- **PROMPT**:
All lines in the records below with the word "usize" must be returned.

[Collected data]

++++++++++++++++++++

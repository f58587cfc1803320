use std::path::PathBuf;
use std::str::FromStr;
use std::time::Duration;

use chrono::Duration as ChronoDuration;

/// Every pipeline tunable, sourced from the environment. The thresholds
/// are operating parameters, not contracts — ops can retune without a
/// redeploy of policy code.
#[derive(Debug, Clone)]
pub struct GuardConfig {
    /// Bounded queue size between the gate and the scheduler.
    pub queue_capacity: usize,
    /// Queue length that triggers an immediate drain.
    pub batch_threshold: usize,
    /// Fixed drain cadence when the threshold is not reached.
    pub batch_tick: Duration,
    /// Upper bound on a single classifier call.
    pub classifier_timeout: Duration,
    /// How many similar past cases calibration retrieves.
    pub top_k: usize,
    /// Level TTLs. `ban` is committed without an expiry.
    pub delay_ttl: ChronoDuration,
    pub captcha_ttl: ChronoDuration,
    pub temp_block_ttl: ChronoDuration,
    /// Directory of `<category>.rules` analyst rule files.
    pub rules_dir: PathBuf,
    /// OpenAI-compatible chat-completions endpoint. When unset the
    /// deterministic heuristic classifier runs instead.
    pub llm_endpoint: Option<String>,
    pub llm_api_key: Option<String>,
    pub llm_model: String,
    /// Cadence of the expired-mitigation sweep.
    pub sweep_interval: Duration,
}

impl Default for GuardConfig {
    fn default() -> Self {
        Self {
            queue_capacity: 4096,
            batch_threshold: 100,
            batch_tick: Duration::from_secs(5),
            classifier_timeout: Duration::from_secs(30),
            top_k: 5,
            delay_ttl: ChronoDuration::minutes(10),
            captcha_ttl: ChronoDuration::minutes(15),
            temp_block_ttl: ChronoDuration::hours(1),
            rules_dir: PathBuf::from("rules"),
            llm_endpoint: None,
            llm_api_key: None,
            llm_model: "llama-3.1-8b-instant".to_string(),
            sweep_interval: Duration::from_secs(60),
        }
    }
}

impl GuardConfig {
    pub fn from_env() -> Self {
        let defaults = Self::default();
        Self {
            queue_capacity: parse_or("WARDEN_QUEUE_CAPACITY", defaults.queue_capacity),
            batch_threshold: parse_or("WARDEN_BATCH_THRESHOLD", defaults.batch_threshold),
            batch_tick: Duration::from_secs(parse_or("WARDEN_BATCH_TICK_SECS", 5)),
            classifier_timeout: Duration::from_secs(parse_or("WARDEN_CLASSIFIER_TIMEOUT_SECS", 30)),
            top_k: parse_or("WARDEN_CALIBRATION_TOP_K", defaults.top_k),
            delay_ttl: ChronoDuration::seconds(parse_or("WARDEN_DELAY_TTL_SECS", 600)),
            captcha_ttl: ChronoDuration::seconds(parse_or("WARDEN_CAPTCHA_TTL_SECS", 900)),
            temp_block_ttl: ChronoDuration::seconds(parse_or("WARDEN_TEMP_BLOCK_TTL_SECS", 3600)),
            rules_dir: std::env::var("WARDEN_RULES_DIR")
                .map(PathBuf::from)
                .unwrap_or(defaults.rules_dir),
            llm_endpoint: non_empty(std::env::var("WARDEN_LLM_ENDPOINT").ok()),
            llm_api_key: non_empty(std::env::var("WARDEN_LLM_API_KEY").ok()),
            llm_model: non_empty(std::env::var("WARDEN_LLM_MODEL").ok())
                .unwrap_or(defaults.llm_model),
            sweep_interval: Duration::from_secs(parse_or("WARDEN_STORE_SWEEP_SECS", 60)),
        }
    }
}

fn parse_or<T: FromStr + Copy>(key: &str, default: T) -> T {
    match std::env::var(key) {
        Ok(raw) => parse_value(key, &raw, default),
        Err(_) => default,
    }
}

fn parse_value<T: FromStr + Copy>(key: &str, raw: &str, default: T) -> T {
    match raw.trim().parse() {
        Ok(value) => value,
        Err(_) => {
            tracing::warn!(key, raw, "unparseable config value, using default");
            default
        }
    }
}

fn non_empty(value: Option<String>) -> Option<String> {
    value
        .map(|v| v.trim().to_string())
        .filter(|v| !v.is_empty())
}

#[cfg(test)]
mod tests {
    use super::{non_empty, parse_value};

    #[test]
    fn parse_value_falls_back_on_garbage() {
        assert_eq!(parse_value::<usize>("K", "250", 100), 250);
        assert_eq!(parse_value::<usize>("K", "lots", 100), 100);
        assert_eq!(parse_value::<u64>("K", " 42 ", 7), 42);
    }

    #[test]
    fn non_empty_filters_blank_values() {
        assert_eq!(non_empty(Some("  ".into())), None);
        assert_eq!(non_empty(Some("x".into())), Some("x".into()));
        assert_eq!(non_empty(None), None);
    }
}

++++++++++++++++++++

- **RESPONSE BOX**:
    pub queue_capacity: usize,
    pub batch_threshold: usize,
    pub top_k: usize,
        assert_eq!(parse_value::<usize>("K", "250", 100), 250);
        assert_eq!(parse_value::<usize>("K", "lots", 100), 100);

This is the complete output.